They had managed to attract not just one but two Greenland sharks and a Great White. They had only stayed ahead of the sharks by ducking into air vents and closing hatches behind them.
Always, though, always the sharks found them. He could only hope that this meant Lopez had a clear shot at the submersible. And helped whatever plan he was going to do with it.
Ajax suddenly surged ahead as another shark joined the chase, this one came at them from a side hall. How they were going to stay ahead of this one, Nassar wasn’t quite sure.
They passed by a door with a port window. Was that the Russian lieutenant?
The door sprang open and she aimed. Hitting the shark right between the eyes. That, of course, did not stop the shark, however there was now blood in the water and he knew what that meant.
Just as the Greenland tried to attack, he was jerked back down into the water by his brethren. It appeared that they weren’t picky whom they ate at this point.
Just as well as the Russian woman waved them into the room she was hiding in.
Nassar mainly sloshed his way in, carried on the wave of water that hit the floor. Panting he tried to say thank you, but just couldn’t muster it. Zoya and the other survivors closed the door just as a shark tried to poke his head in.

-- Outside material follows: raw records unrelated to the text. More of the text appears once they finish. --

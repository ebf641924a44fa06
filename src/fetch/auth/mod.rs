//! Credential-injecting [`HttpClient`](super::HttpClient) wrappers.

mod url_param;

pub use url_param::UrlParam;
mod client;
mod basic;
pub mod auth;

pub use client::HttpClient;
pub use basic::BasicClient;

use anyhow::{Result, anyhow};
use serde::de::DeserializeOwned;

/// Issues a GET for `url` with the given query pairs and decodes a JSON body.
///
/// # Errors
///
/// Fails on transport errors, non-2xx statuses (the body is included in the
/// message) and bodies that do not decode as `T`. Messages never contain the
/// request URL, which may carry a credential added by an [`auth`] wrapper.
pub async fn get_json<C: HttpClient, T: DeserializeOwned>(
    client: &C,
    url: &str,
    query: &[(&str, &str)],
) -> Result<T> {
    let mut url: reqwest::Url = url.parse()?;
    url.query_pairs_mut().extend_pairs(query);

    let req = reqwest::Request::new(reqwest::Method::GET, url);

    let resp = client
        .execute(req)
        .await
        .map_err(|e| anyhow!("Failed to send request: {}", e.without_url()))?;

    if !resp.status().is_success() {
        let status = resp.status();
        let body = resp.text().await.unwrap_or_default();
        return Err(anyhow!("HTTP {}: {}", status, body));
    }

    resp.json::<T>()
        .await
        .map_err(|e| anyhow!("Failed to parse response: {}", e.without_url()))
}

“What are you doing?” Zoya asked. “Get yourselves killed?”
Ajax smiled even though, he too was trying to catch his breath. “Pretty much.”
“Why?” Zoya asked.
“Lopez was headed the other way. He has a plan to kill the Megalodon.”

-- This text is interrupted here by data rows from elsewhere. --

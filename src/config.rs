//! Runtime configuration read from the environment (and `.env` via `dotenvy`).

use anyhow::{Context, Result, anyhow};
use std::path::PathBuf;

pub const DEFAULT_MODEL_PATH: &str = "demand_prediction_xgboost.json";
pub const DEFAULT_DIRECTIONS_URL: &str = "https://maps.googleapis.com/maps/api/directions/json";
pub const DEFAULT_LOG_FILE: &str = "logs/commuter_demand.log";

/// Settings shared by every subcommand.
///
/// | Variable                    | Default                          |
/// |-----------------------------|----------------------------------|
/// | `DEMAND_MODEL_PATH`         | `demand_prediction_xgboost.json` |
/// | `GOOGLE_MAPS_API_KEY`       | unset                            |
/// | `DIRECTIONS_BASE_URL`       | Google Directions JSON endpoint  |
/// | `HTTP_TIMEOUT_SECS`         | `30`                             |
/// | `HTTP_CONNECT_TIMEOUT_SECS` | `10`                             |
/// | `LOG_FILE_PATH`             | `logs/commuter_demand.log`       |
#[derive(Debug, Clone)]
pub struct AppConfig {
    pub model_path: PathBuf,
    pub maps_api_key: Option<String>,
    pub directions_base_url: String,
    pub http_timeout_secs: u64,
    pub http_connect_timeout_secs: u64,
    pub log_file_path: PathBuf,
}

impl AppConfig {
    /// Reads the configuration from the process environment.
    pub fn from_env() -> Result<Self> {
        Self::from_lookup(|name| std::env::var(name).ok())
    }

    /// Builds the configuration from an arbitrary variable lookup.
    pub fn from_lookup<F>(lookup: F) -> Result<Self>
    where
        F: Fn(&str) -> Option<String>,
    {
        let non_empty = |name: &str| lookup(name).filter(|v| !v.trim().is_empty());

        let secs = |name: &str, default: u64| -> Result<u64> {
            match non_empty(name) {
                Some(raw) => raw
                    .trim()
                    .parse()
                    .with_context(|| format!("{name} must be a whole number of seconds, got '{raw}'")),
                None => Ok(default),
            }
        };

        Ok(Self {
            model_path: non_empty("DEMAND_MODEL_PATH")
                .unwrap_or_else(|| DEFAULT_MODEL_PATH.to_string())
                .into(),
            maps_api_key: non_empty("GOOGLE_MAPS_API_KEY"),
            directions_base_url: non_empty("DIRECTIONS_BASE_URL")
                .unwrap_or_else(|| DEFAULT_DIRECTIONS_URL.to_string()),
            http_timeout_secs: secs("HTTP_TIMEOUT_SECS", 30)?,
            http_connect_timeout_secs: secs("HTTP_CONNECT_TIMEOUT_SECS", 10)?,
            log_file_path: non_empty("LOG_FILE_PATH")
                .unwrap_or_else(|| DEFAULT_LOG_FILE.to_string())
                .into(),
        })
    }

    /// Returns the maps API key, failing when it is not configured.
    pub fn require_maps_api_key(&self) -> Result<&str> {
        self.maps_api_key
            .as_deref()
            .ok_or_else(|| anyhow!("GOOGLE_MAPS_API_KEY must be set to query live routes"))
    }
}

#[cfg(test)]
mod tests {
    use super::*;
    use std::collections::HashMap;

    fn config_from(vars: &[(&str, &str)]) -> Result<AppConfig> {
        let vars: HashMap<String, String> = vars
            .iter()
            .map(|(k, v)| (k.to_string(), v.to_string()))
            .collect();
        AppConfig::from_lookup(|name| vars.get(name).cloned())
    }

    #[test]
    fn test_defaults_when_environment_is_empty() {
        let config = config_from(&[]).unwrap();

        assert_eq!(config.model_path, PathBuf::from(DEFAULT_MODEL_PATH));
        assert_eq!(config.directions_base_url, DEFAULT_DIRECTIONS_URL);
        assert_eq!(config.http_timeout_secs, 30);
        assert_eq!(config.http_connect_timeout_secs, 10);
        assert!(config.maps_api_key.is_none());
        assert!(config.require_maps_api_key().is_err());
    }

    #[test]
    fn test_overrides_are_applied() {
        let config = config_from(&[
            ("DEMAND_MODEL_PATH", "/models/demand.json"),
            ("GOOGLE_MAPS_API_KEY", "secret"),
            ("HTTP_TIMEOUT_SECS", " 5 "),
        ])
        .unwrap();

        assert_eq!(config.model_path, PathBuf::from("/models/demand.json"));
        assert_eq!(config.require_maps_api_key().unwrap(), "secret");
        assert_eq!(config.http_timeout_secs, 5);
    }

    #[test]
    fn test_blank_api_key_counts_as_missing() {
        let config = config_from(&[("GOOGLE_MAPS_API_KEY", "   ")]).unwrap();
        assert!(config.maps_api_key.is_none());
    }

    #[test]
    fn test_malformed_timeout_is_rejected() {
        let err = config_from(&[("HTTP_TIMEOUT_SECS", "soon")]).unwrap_err();
        assert!(err.to_string().contains("HTTP_TIMEOUT_SECS"));
    }
}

“How?” the Russian woman asked.
Ajax shrugged. “Hell if we know, but if it’s Lopez it is going to be pretty spectacular.”
CHAPTER 15
To Tonaka, finding a “safe” place to stay was turning out to be as hard to find as a non-radioactive fish near Fukushima. It didn’t help that every few minutes the structure creaked and moaned as the Megalodon forced its way deeper and deeper into the station.
“Maybe in here?” Dillon said as he opened a hatch.

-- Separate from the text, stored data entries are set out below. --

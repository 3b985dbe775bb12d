//! Typed views over the vendor's JSON payloads.
//!
//! The raw bodies of match results and timelines are persisted verbatim;
//! these structs are the lens the analysis code reads them through, so
//! every field the vendor may omit carries a default instead of failing
//! deserialization.

use std::collections::HashMap;

use serde::Deserialize;
use serde_json::Value;

use crate::error::ApiError;

#[derive(Debug, Clone, Deserialize)]
#[serde(rename_all = "camelCase")]
pub struct SummonerDto {
    pub account_id: i64,
    /// The summoner id; the vendor calls this plain `id`.
    pub id: i64,
    pub name: String,
}

#[derive(Debug, Clone, Deserialize)]
#[serde(rename_all = "camelCase")]
pub struct LeaguePosition {
    pub queue_type: String,
    pub tier: String,
    pub rank: String,
}

#[derive(Debug, Clone, Deserialize)]
#[serde(rename_all = "camelCase")]
pub struct CurrentGameInfo {
    pub game_id: i64,
    #[serde(default)]
    pub game_start_time: i64,
    pub platform_id: String,
    #[serde(default)]
    pub game_queue_config_id: Option<u32>,
    pub participants: Vec<CurrentGameParticipant>,
}

#[derive(Debug, Clone, Deserialize)]
#[serde(rename_all = "camelCase")]
pub struct CurrentGameParticipant {
    pub team_id: i64,
    pub champion_id: i64,
    pub summoner_name: String,
}

#[derive(Debug, Clone, Deserialize)]
pub struct Matchlist {
    #[serde(default)]
    pub matches: Vec<MatchReference>,
}

#[derive(Debug, Clone, Deserialize)]
#[serde(rename_all = "camelCase")]
pub struct MatchReference {
    pub game_id: i64,
    pub platform_id: String,
    pub champion: i64,
}

#[derive(Debug, Clone, Deserialize)]
#[serde(rename_all = "camelCase")]
pub struct MatchResult {
    pub game_id: i64,
    pub game_version: String,
    pub game_duration: i64,
    #[serde(default)]
    pub game_creation: i64,
    pub platform_id: String,
    pub participants: Vec<Participant>,
    #[serde(default)]
    pub participant_identities: Vec<ParticipantIdentity>,
}

#[derive(Debug, Clone, Deserialize)]
#[serde(rename_all = "camelCase")]
pub struct Participant {
    pub participant_id: i64,
    pub team_id: i64,
    pub champion_id: i64,
    #[serde(default)]
    pub spell1_id: i64,
    #[serde(default)]
    pub spell2_id: i64,
    #[serde(default)]
    pub stats: ParticipantStats,
    #[serde(default)]
    pub timeline: ParticipantTimeline,
}

#[derive(Debug, Clone, Default, Deserialize)]
#[serde(rename_all = "camelCase", default)]
pub struct ParticipantStats {
    pub win: bool,
    pub gold_earned: i64,
    pub gold_spent: i64,
    pub total_damage_dealt_to_champions: i64,
    pub true_damage_dealt_to_champions: i64,
    pub physical_damage_dealt_to_champions: i64,
    pub magic_damage_dealt_to_champions: i64,
    pub kills: i64,
    pub assists: i64,
    pub double_kills: i64,
    pub triple_kills: i64,
    pub quadra_kills: i64,
    pub penta_kills: i64,
    pub unreal_kills: i64,
    pub largest_multi_kill: i64,
    pub killing_sprees: i64,
    pub largest_killing_spree: i64,
    pub total_damage_taken: i64,
    pub true_damage_taken: i64,
    pub physical_damage_taken: i64,
    pub magical_damage_taken: i64,
    pub damage_self_mitigated: i64,
    pub longest_time_spent_living: i64,
    pub total_heal: i64,
    pub total_units_healed: i64,
    pub deaths: i64,
    pub wards_placed: i64,
    pub wards_killed: i64,
    pub sight_wards_bought_in_game: i64,
    pub vision_wards_bought_in_game: i64,
    pub total_score_rank: i64,
    pub total_player_score: i64,
    pub objective_player_score: i64,
    pub combat_player_score: i64,
    pub vision_score: i64,
    pub damage_dealt_to_turrets: i64,
    pub damage_dealt_to_objectives: i64,
    pub total_damage_dealt: i64,
    pub turret_kills: i64,
    pub inhibitor_kills: i64,
    pub largest_critical_strike: i64,
    pub total_minions_killed: i64,
    pub neutral_minions_killed: i64,
    pub neutral_minions_killed_team_jungle: i64,
    pub neutral_minions_killed_enemy_jungle: i64,
    pub total_time_crowd_control_dealt: i64,
    pub time_c_cing_others: i64,
    pub first_blood_kill: bool,
    pub first_blood_assist: bool,
    pub first_tower_kill: bool,
    pub first_tower_assist: bool,
    pub first_inhibitor_kill: bool,
    pub first_inhibitor_assist: bool,
    pub champ_level: i64,
    pub perk0: i64,
    pub perk1: i64,
    pub perk2: i64,
    pub perk3: i64,
    pub perk4: i64,
    pub perk5: i64,
}

/// Per-minute delta windows ("0-10", "10-20", ...); absent windows count
/// as zero everywhere downstream.
#[derive(Debug, Clone, Default, Deserialize)]
#[serde(rename_all = "camelCase", default)]
pub struct ParticipantTimeline {
    pub gold_per_min_deltas: HashMap<String, f64>,
    pub creeps_per_min_deltas: HashMap<String, f64>,
    pub xp_per_min_deltas: HashMap<String, f64>,
    pub damage_taken_per_min_deltas: HashMap<String, f64>,
    pub damage_taken_diff_per_min_deltas: HashMap<String, f64>,
    pub cs_diff_per_min_deltas: HashMap<String, f64>,
    pub xp_diff_per_min_deltas: HashMap<String, f64>,
}

impl ParticipantTimeline {
    pub fn delta(deltas: &HashMap<String, f64>, window: &str) -> f64 {
        deltas.get(window).copied().unwrap_or(0.0)
    }
}

#[derive(Debug, Clone, Deserialize)]
#[serde(rename_all = "camelCase")]
pub struct ParticipantIdentity {
    pub participant_id: i64,
    pub player: PlayerIdentity,
}

#[derive(Debug, Clone, Deserialize)]
#[serde(rename_all = "camelCase")]
pub struct PlayerIdentity {
    pub current_account_id: i64,
}

#[derive(Debug, Clone, Deserialize)]
pub struct MatchTimeline {
    pub frames: Vec<TimelineFrame>,
}

#[derive(Debug, Clone, Default, Deserialize)]
#[serde(rename_all = "camelCase", default)]
pub struct TimelineFrame {
    pub participant_frames: HashMap<String, ParticipantFrame>,
    pub events: Vec<TimelineEvent>,
    pub timestamp: i64,
}

#[derive(Debug, Clone, Default, Deserialize)]
#[serde(rename_all = "camelCase", default)]
pub struct ParticipantFrame {
    pub position: Option<Position>,
}

#[derive(Debug, Clone, Copy, PartialEq, Eq, Deserialize, serde::Serialize)]
pub struct Position {
    pub x: i64,
    pub y: i64,
}

#[derive(Debug, Clone, Default, Deserialize)]
#[serde(rename_all = "camelCase", default)]
pub struct TimelineEvent {
    #[serde(rename = "type")]
    pub kind: String,
    pub timestamp: i64,
    pub participant_id: Option<i64>,
    pub item_id: Option<i64>,
    pub before_id: Option<i64>,
    pub after_id: Option<i64>,
    pub killer_id: Option<i64>,
    pub victim_id: Option<i64>,
    pub assisting_participant_ids: Vec<i64>,
    pub position: Option<Position>,
}

fn parse<T: for<'de> Deserialize<'de>>(value: &Value, uri: &str) -> Result<T, ApiError> {
    T::deserialize(value).map_err(|error| ApiError::Decode {
        uri: uri.to_owned(),
        error,
    })
}

/// Parse a verbatim match-result body (fresh from the API or re-read from
/// the `match_result_json` column).
pub fn parse_match_result(value: &Value) -> Result<MatchResult, ApiError> {
    parse(value, "match result body")
}

/// Parse a verbatim timeline body.
pub fn parse_match_timeline(value: &Value) -> Result<MatchTimeline, ApiError> {
    parse(value, "match timeline body")
}

/// Parse a verbatim tier-positions body.
pub fn parse_league_positions(value: &Value) -> Result<Vec<LeaguePosition>, ApiError> {
    parse(value, "league positions body")
}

No water flooding out, so that was good. What wasn’t so good was the room was clearly an observation room much like the boardroom at Salechii. The entire south wall was glass giving a beautiful view of the Arctic Sea. A smaller leopard shark zigged and zagged its way past the window. It might not be a threat now but give it about ten minutes.
“We’ve got to get out of here,” Nick stated, pulling his daughter close.
Then a light caught everyone’s attention. It was the submersible. It listed to one side and drove in an irregular pattern.
What in the world was Lopez doing? It made absolutely no sense.
“Oh no,” Dillon murmured pointing to the far side of the glass. The Megalodon came into view.
Again, Tonaka was overtaken by just how big the shark was. You thought you knew. You saw the graphs and the charts, but nothing could prepare you to see one up close and personal. Not even the whale shark came close.
It swam in cautiously, its gigantic body undulating back and forth slowly. It seemed like even the giant shark thought Lopez’s actions were odd. However it wasn’t about to pass up a free meal either.
Its enormous snout passed them by, waving side to side trying to sense its prey. The shark’s jaw opened slightly, getting ready for the kill. That dead black eye tilting slightly to take them in. As if warning them they were next.
Tonaka knew they should flee, get out of such a weakly structured room. Callum thought so too, yet no one moved an inch. The sight ahead transfixed them all.
A full grown Megalodon on one side and a barely functioning submersible on the other.
* * *
Zoya made a right then a left. They all wanted to see what Lopez was up to. Their curiosity outweighed their fear. “It should be right through here…”
Nassar opened the door and they found the observation room she was looking for and joined the rest of the group. The group much smaller than when they had started out, just like her own. The other group’s people were intact but they only had half of the robots. Her group was short of people. Beside herself, there were only three other Russian survivors. Thank goodness for Pietrov and the SEAL team. But even with the SEAL team it had been cut in half, again.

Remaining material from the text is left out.